Rocco Tripodi, Marcello Pelillo, and Rodolfo Delmonte

An Evolutionary Game Theoretic Approach to Word Sense Disambiguation

Abstract: This paper present a Semi Supervised approach to WSD, formulated in terms of Evolutionary Game Theory, where each word to be disambiguated is represented as a node on a graph and each sense as a class. The proposed algorithm performs a consistent class assignment of senses according to the similarity information of each word with the others, so that similar words are constrained to similar classes. The propagation of the information over the graph is formulated in terms of a non-cooperative multi-player game, where the players are the data points to decide their class memberships and equilibria correspond to consistent labeling of the data. The results have been provided by an analysis of their statistical significance.
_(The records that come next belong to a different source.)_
impl<T> DocumentRef<T>
where
    T: Serialize + DeserializeOwned + Clone + Send + 'static,
{
    pub(crate) fn new(
        manager: Arc<ConnectionManager>,
        bus: ChangeBus,
        collection: impl Into<String>,
        path: &str,
        id: impl Into<String>,
    ) -> Self {
        let id = id.into();
        Self {
            collection: collection.into(),
            key: format!("{path}:{id}"),
            id,
            manager,
            bus,
            _marker: PhantomData,
        }
    }

    /// Generate a ref with a fresh random id.
    pub(crate) fn with_generated_id(
        manager: Arc<ConnectionManager>,
        bus: ChangeBus,
        collection: impl Into<String>,
        path: &str,
    ) -> Self {
        Self::new(manager, bus, collection, path, Uuid::new_v4().to_string())
    }

    /// The document id
    #[must_use]
    pub fn id(&self) -> &str {
        &self.id
    }

    /// The full backend key
    #[must_use]
    pub fn key(&self) -> &str {
        &self.key
    }

    /// The collection this ref belongs to
    #[must_use]
    pub fn collection(&self) -> &str {
        &self.collection
    }

    /// Read the document. `None` when absent or on any backend error
    /// (logged, not thrown).
    pub async fn read(&self) -> Option<Document<T>> {
        match self.read_inner().await {
            Ok(doc) => doc,
            Err(e) => {
                warn!(key = %self.key, error = %e, "read failed");
                None
            }
        }
    }

    async fn read_inner(&self) -> Result<Option<Document<T>>> {
        let Some(value) = self.manager.connection().json_get(&self.key).await? else {
            return Ok(None);
        };
        let doc = serde_json::from_value(value)
            .map_err(|e| Error::document(format!("malformed envelope at {}: {e}", self.key)))?;
        Ok(Some(doc))
    }

    /// Write a full document: a replace, never a merge.
    ///
    /// A fresh envelope is generated (the ref keeps its id, so re-setting
    /// an existing ref overwrites in place). A TTL is applied when
    /// `ttl_secs > -1`. A CREATE message is announced when `publish` is
    /// set.
    pub async fn set(&self, data: T, actor: &str, ttl_secs: i64, publish: bool) -> WriteResult<T> {
        match self.set_inner(data, actor, ttl_secs, publish).await {
            Ok(result) => result,
            Err(e) => {
                warn!(key = %self.key, error = %e, "set failed");
                WriteResult::failure()
            }
        }
    }

    async fn set_inner(
        &self,
        data: T,
        actor: &str,
        ttl_secs: i64,
        publish: bool,
    ) -> Result<WriteResult<T>> {
        let conn = self.manager.connection();
        let now = conn.now_ms().await?;
        let doc = Document {
            id: self.id.clone(),
            created_at: now,
            created_by: actor.to_string(),
            updated_at: now,
            updated_by: actor.to_string(),
            data,
        };
        let value = serde_json::to_value(&doc)
            .map_err(|e| Error::document(format!("failed to serialize document: {e}")))?;
        conn.json_set(&self.key, &value, ttl_secs).await?;
        debug!(key = %self.key, ttl_secs, "document written");

        if publish {
            let message = ChangeMessage::Create {
                col: self.collection.clone(),
                doc: vec![doc.clone()],
            };
            self.bus.announce(&self.key, &message).await;
        }
        Ok(WriteResult::ok(now, doc))
    }

    /// Apply a partial update to the payload of an existing document.
    ///
    /// One independent sub-field write is issued per patch entry, all
    /// concurrently. The update counts as successful when **at least one**
    /// entry landed; partial application is a documented semantic of this
    /// layer, not an error. On success `updated_at` (and `updated_by` when
    /// `actor` is non-empty) is refreshed, the envelope re-read, and an
    /// UPDATE message announced carrying the fresh document together with
    /// the originally requested patch.
    ///
    /// Updating a nonexistent document fails; it does not create.
    pub async fn update(&self, patch: &Patch, actor: &str, publish: bool) -> WriteResult<T> {
        match self.update_inner(patch, actor, publish).await {
            Ok(result) => result,
            Err(e) => {
                warn!(key = %self.key, error = %e, "update failed");
                WriteResult::failure()
            }
        }
    }

    async fn update_inner(
        &self,
        patch: &Patch,
        actor: &str,
        publish: bool,
    ) -> Result<WriteResult<T>> {
        if patch.is_empty() {
            return Ok(WriteResult::failure());
        }
        let conn = self.manager.connection();

        let writes = patch.entries().map(|(path, value)| async move {
            if !is_valid_path(path) {
                warn!(key = %self.key, path = %path, "rejecting invalid patch path");
                return false;
            }
            match conn
                .json_set_path(&self.key, &format!("$.data.{path}"), value)
                .await
            {
                Ok(applied) => applied,
                Err(e) => {
                    warn!(key = %self.key, path = %path, error = %e, "patch entry failed");
                    false
                }
            }
        });
        let applied = join_all(writes).await;
        if !applied.iter().any(|ok| *ok) {
            return Ok(WriteResult::failure());
        }

        let now = self.touch(conn, actor).await?;
        let doc = self
            .read_inner()
            .await?
            .ok_or_else(|| Error::document("document vanished during update"))?;

        if publish {
            let message = ChangeMessage::Update {
                col: self.collection.clone(),
                doc: vec![doc.clone()],
                updates: vec![DocUpdate {
                    id: self.id.clone(),
                    updates: patch.clone(),
                }],
            };
            self.bus.announce(&self.key, &message).await;
        }
        Ok(WriteResult::ok(now, doc))
    }

    /// Administrative re-assignment of `created_by`.
    ///
    /// Conditional on the document existing; runs the same refresh and
    /// publish path as [`DocumentRef::update`].
    pub async fn update_created_by(&self, actor: &str) -> WriteResult<T> {
        match self.update_created_by_inner(actor).await {
            Ok(result) => result,
            Err(e) => {
                warn!(key = %self.key, error = %e, "created_by update failed");
                WriteResult::failure()
            }
        }
    }

    async fn update_created_by_inner(&self, actor: &str) -> Result<WriteResult<T>> {
        let conn = self.manager.connection();
        let applied = conn
            .json_set_path(&self.key, "$.createdBy", &Value::String(actor.to_string()))
            .await?;
        if !applied {
            return Ok(WriteResult::failure());
        }

        let now = self.touch(conn, actor).await?;
        let doc = self
            .read_inner()
            .await?
            .ok_or_else(|| Error::document("document vanished during update"))?;

        let message = ChangeMessage::Update {
            col: self.collection.clone(),
            doc: vec![doc.clone()],
            updates: vec![DocUpdate {
                id: self.id.clone(),
                updates: Patch::new().with("createdBy", actor),
            }],
        };
        self.bus.announce(&self.key, &message).await;
        Ok(WriteResult::ok(now, doc))
    }

    /// Refresh mutation metadata, conditional on the document existing.
    async fn touch(&self, conn: &Connection, actor: &str) -> Result<i64> {
        let now = conn.now_ms().await?;
        conn.json_set_path(&self.key, "$.updatedAt", &Value::from(now))
            .await?;
        if !actor.is_empty() {
            conn.json_set_path(&self.key, "$.updatedBy", &Value::String(actor.to_string()))
                .await?;
        }
        Ok(now)
    }

    /// Delete the document.
    ///
    /// Reads the current value first so the result can carry the
    /// pre-deletion snapshot. Deleting a nonexistent document is a no-op
    /// returning `success: false`.
    pub async fn delete(&self, publish: bool) -> WriteResult<T> {
        match self.delete_inner(publish).await {
            Ok(result) => result,
            Err(e) => {
                warn!(key = %self.key, error = %e, "delete failed");
                WriteResult::failure()
            }
        }
    }

    async fn delete_inner(&self, publish: bool) -> Result<WriteResult<T>> {
        let Some(doc) = self.read_inner().await? else {
            return Ok(WriteResult::failure());
        };
        let conn = self.manager.connection();
        let now = conn.now_ms().await?;
        if !conn.delete(&self.key).await? {
            return Ok(WriteResult::failure());
        }

        if publish {
            let message = ChangeMessage::Delete {
                col: self.collection.clone(),
                doc: vec![doc.clone()],
            };
            self.bus.announce(&self.key, &message).await;
        }
        Ok(WriteResult::ok(now, doc))
    }

    /// Subscribe to changes of this document.
    ///
    /// Each incoming payload is parsed as a change message, re-tagged with
    /// this ref's collection name (the raw message does not self-describe
    /// its collection reliably), and handed to the callback. The returned
    /// [`Subscription`] owns a duplicated connection; keep it alive for as
    /// long as callbacks should fire and call
    /// [`close`](Subscription::close) to release it.
    ///
    /// # Errors
    ///
    /// Fails when the duplicated connection cannot be established.
    pub async fn subscribe<F>(&self, mut callback: F) -> Result<Subscription>
    where
        F: FnMut(ChangeMessage<Document<T>>) + Send + 'static,
    {
        let (conn, mut stream) = self.bus.open(&self.key).await?;
        let collection = self.collection.clone();
        let task = tokio::spawn(async move {
            while let Some((channel, payload)) = stream.recv().await {
                match serde_json::from_str::<ChangeMessage<Document<T>>>(&payload) {
                    Ok(mut message) => {
                        message.set_col(&collection);
                        callback(message);
                    }
                    Err(e) => warn!(channel = %channel, error = %e, "discarding unparseable change message"),
                }
            }
        });
        Ok(Subscription::new(conn, task))
    }
}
Preliminary experimental results demonstrate that our approach performs well compared with state-of-the-art algorithms, even though with the current setting it does not use contextual information or sense similarity information.

1 Introduction

Word Sense Disambiguation (WSD) is a task to identify the intended sense of a word in a computational manner based on the context in which it appears (Navigli, 2009). Understanding the ambiguity of natural languages is considered an AI-hard problem (Mallery, 1988). Computational problems like this are the central objectives of Artificial Intelligence (AI) and Natural Language Processing (NLP) because they aim at solving the epistemological question of how the mind works. It has been studied since the beginning of NLP (Weaver 1949) and also today is a central topic of this discipline.

Understanding the intended meaning of a word is a hard task, also humans have problem with it. This happens because people use words in a different manner from their literal meaning, and misinterpretation is a consequence of this habit. In order to solve this task, it is not only required to have a deep knowledge of the language, but also to be an active speaker of the language. In addition, languages change over time, in an evolutionary process, by virtue of the use of language by speakers, and this leads to the formation of new words and new meanings which could be understood only be active speakers of the language.

Rocco Tripodi, Marcello Pelillo: DAIS, Università Ca’ Foscari di Venezia Via Torino 155, 30172 Venezia, Italy, e-mail: [email protected]

Rodolfo Delmonte: Language Science Department, Università Ca’ Foscari, Ca’ Bembo, dd. 1075, 30123, Venezia, Italy, e-mail: {pelillo, delmont}@unive.it

WSD is also a central topic in applications like Text Entailment (Dagan and Glickman, 2004), Machine Translation (Vickrey, et al., 2005), Opinion Mining (Smrž, 2006) and Sentiment Analysis (Rentoumi et al. 2009). All of these applications require the disambiguation of ambiguous words, as preliminary process; otherwise they remain on the surface of the word (Pantel and Lin, 2002), compromising the coherence of the data to be analyzed.

The rest of this paper is structured as follows. Section 2 introduces the graph transduction technique and some notion of noncooperative game theory. Next, Section 3 shows our approach to WSD. Section 4 reports experimental results. Finally we review related studies in Section 5 and conclude in Section 6.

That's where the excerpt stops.